Aristotle laid out the principles of his logic in his writing Περὶ Ἑρμηνείας, in Latin De Interpretatione, in English On Exposition. It is a graphical representation of the relations between propositions that guarantee their truth. If philosophers and scientists would internalise the logical rules in Aristotle's square of opposition, a lot of misunderstandings would be prevented. SEE: The Square of Opposition as a Whiteboard animation
Basics of the Square of Opposition of Aristotle
0:06 A proposition (e.g. "All Greeks are men.") consists of a subject ("Greeks") and a predicate ("men").
The four types of propositions are:
Universal positive ("All Greeks are men.", abbreviated "aGM"),
Universal negative ("No Greeks are men.", abbreviated "nGM"),
Particular positive ("Some Greeks are men.", abbreviated "sGM") and
Particular negative ("Some Greeks are not men", abbreviated "sGnM").
1:38 Contradiction (Aristotle)
Universal positive and particular negative, as well as universal negative and particular positive are contradictory. They can't both be true and can't both be false at the same time.
1:59 Contraries (Aristotle)
Universal positive and Universal negative propositions are contraries. They can't both be true, but can both be false at the same time.
2:15 Subcontraries (Aristotle)
Particular positive and Particular negative propositions are subcontraries. They can't both be false, but can both be true at the same time.
2:35 Implication (Aristotle)
Implied propositions (particular positive and particular negative) are true, when their implying propositions (universal positive and universal negative) are true.

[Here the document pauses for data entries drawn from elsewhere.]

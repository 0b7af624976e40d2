use thiserror::Error;

/// A malformed melody record or token.
///
/// Localized to the offending record: corpus scans skip the record and keep
/// going.
#[derive(Error, Debug, Clone, PartialEq, Eq)]
pub enum CorpusFormatError {
    #[error("token {token:?} has no '-' between pitch and duration")]
    MissingSeparator { token: String },

    #[error("token {token:?} has an empty pitch or duration")]
    EmptyField { token: String },

    #[error("melody record is empty")]
    EmptyRecord,

    #[error("record {record}: {source}")]
    InRecord {
        record: usize,
        #[source]
        source: Box<CorpusFormatError>,
    },

    #[error("corpus is not a JSON array of melody strings: {0}")]
    NotARecordList(String),

    #[error("melody is neither a JSON token array nor a comma-joined string: {0}")]
    InvalidExchange(String),
}

impl CorpusFormatError {
    /// Tags this error with the index of the record it came from.
    pub fn in_record(self, record: usize) -> Self {
        match self {
            Self::InRecord { .. } => self,
            other => Self::InRecord {
                record,
                source: Box::new(other),
            },
        }
    }
}

/// Encoding or decoding against something the frozen vocabulary does not
/// contain, or two vocabularies that disagree in size or order.
#[derive(Error, Debug, Clone, PartialEq, Eq)]
pub enum VocabularyError {
    #[error("token {token:?} at position {position} is not in the vocabulary")]
    UnknownToken { token: String, position: usize },

    #[error("index {index} is outside the vocabulary (size with padding {size_with_padding})")]
    IndexOutOfRange {
        index: usize,
        size_with_padding: usize,
    },

    #[error("vocabulary size mismatch: expected {expected} (with padding), found {actual}")]
    SizeMismatch { expected: usize, actual: usize },

    #[error("vocabulary tables first differ at index {first_difference}")]
    TableMismatch { first_difference: usize },

    #[error("token {token:?} appears more than once in the vocabulary table")]
    DuplicateToken { token: String },

    #[error("cannot encode an empty melody")]
    EmptyMelody,
}

/// A token whose pitch or duration cannot be resolved to a note event.
#[derive(Error, Debug, Clone, PartialEq, Eq)]
pub enum NoteParseError {
    #[error("{pitch:?} is not a pitch name")]
    UnknownPitch { pitch: String },

    #[error("pitch {pitch:?} resolves to note number {number}, outside 0..=127")]
    OutOfRange { pitch: String, number: i32 },

    #[error("{duration:?} is not a finite, non-negative quarter length")]
    InvalidDuration { duration: String },
}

2:55 Counter Indication (Aristotle)
Universal propositions (positive and negative respectively) are false, when their particular propositions (positive and negative respectively) are false.
3:19 Converse propositions (Aristotle)
In converse propositions, subjects (e.g. Greeks) and predicates (e.g. men) can be switched without altering the proposition's truth.

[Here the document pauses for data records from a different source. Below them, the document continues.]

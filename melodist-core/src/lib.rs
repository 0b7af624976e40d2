//! # melodist-core
//!
//! The data side of melodist: everything between a raw melody corpus and the
//! integer batches a transformer trains on, with no dependency on a tensor
//! library.
//!
//! # Tokens and melodies
//!
//! *See [token] for more information.*
//!
//! A [token::Token] is one musical event written as `"<pitch>-<duration>"`,
//! for example `"C4-1.0"`. A [token::Melody] is an ordered list of tokens.
//!
//! ```rust
//! # use melodist_core::prelude::*;
//! let melody = Melody::parse_record("C4-1.0, E4-0.5, G4-1.0").unwrap();
//! assert_eq!(melody.len(), 3);
//! assert_eq!(melody.to_record(), "C4-1.0, E4-0.5, G4-1.0");
//! ```
//!
//! # Vocabularies
//!
//! *See [vocab] for more information.*
//!
//! Vocabularies are built in two phases. A [vocab::VocabularyBuilder] accumulates
//! tokens in order of first occurrence, and is then frozen into an immutable
//! [vocab::Vocabulary]. Index `0` is reserved for padding.
//!
//! ```rust
//! # use melodist_core::prelude::*;
//! let corpus = vec![Melody::parse_record("C4-1.0, E4-1.0, C4-1.0").unwrap()];
//! let vocab = Vocabulary::fit(&corpus);
//! assert_eq!(vocab.size_with_padding(), 3);
//! assert_eq!(vocab.encode(&corpus[0]).unwrap(), vec![1, 2, 1]);
//! ```
//!
//! # Datasets
//!
//! *See [dataset] for more information.*
//!
//! A [dataset::Dataset] turns encoded melodies into shuffled, padded batches of
//! `(prefix, target)` training pairs.
//!
//! # Notes
//!
//! *See [note] for more information.*
//!
//! [note::NoteEvent] resolves a token into a note number and a tick count for
//! note-event file export.

pub mod corpus;
pub mod dataset;
pub mod error;
pub mod note;
pub mod token;
pub mod vocab;

/// The index reserved for padding. Never assigned to a real token.
pub const PAD_INDEX: usize = 0;

pub mod prelude {
    pub use crate::corpus::Corpus;
    pub use crate::dataset::{training_pairs, Dataset, PaddedBatch, ShuffleBuffer, TrainingPair};
    pub use crate::error::{CorpusFormatError, NoteParseError, VocabularyError};
    pub use crate::note::{NoteEvent, NoteTiming};
    pub use crate::token::{Melody, Token};
    pub use crate::vocab::{Vocabulary, VocabularyBuilder};
    pub use crate::PAD_INDEX;
}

Converse Propositions are:
"No Greeks are men" and
"Some Greeks are men".
so it is also true that
"No men are Greeks" as well as
"Some men are Greeks".
3:44 Complements (Aristotle)
A complement of a subject or predicate is everything that it is not.
E.g. "all that is not a man" and "all that is not a Greek".
3:58 Contrapositive propositions (Aristotle)
In contrapositive propositions ("all Greeks are men" and "some Greeks are not men"), if the subjects' and predicates' complements are switched, the proposition retains its truth.